> Stored data entries:
-- -- --
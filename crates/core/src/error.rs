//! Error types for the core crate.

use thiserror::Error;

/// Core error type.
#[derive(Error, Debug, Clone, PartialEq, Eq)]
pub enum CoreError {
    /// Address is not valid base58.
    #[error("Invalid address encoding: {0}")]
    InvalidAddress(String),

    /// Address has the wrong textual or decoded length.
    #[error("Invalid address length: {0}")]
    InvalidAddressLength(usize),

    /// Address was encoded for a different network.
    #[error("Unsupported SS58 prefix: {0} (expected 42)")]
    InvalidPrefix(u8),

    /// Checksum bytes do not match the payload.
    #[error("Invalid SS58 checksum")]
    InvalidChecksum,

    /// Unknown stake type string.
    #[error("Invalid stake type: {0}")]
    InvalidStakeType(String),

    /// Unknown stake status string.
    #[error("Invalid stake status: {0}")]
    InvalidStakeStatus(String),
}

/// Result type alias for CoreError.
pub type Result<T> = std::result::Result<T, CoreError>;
-- -- --
> EXERCISE GOAL: Review the entries above and return every line where "Unknown" appears.

> SOLVED EXERCISE:
    /// Unknown stake type string.
    /// Unknown stake status string.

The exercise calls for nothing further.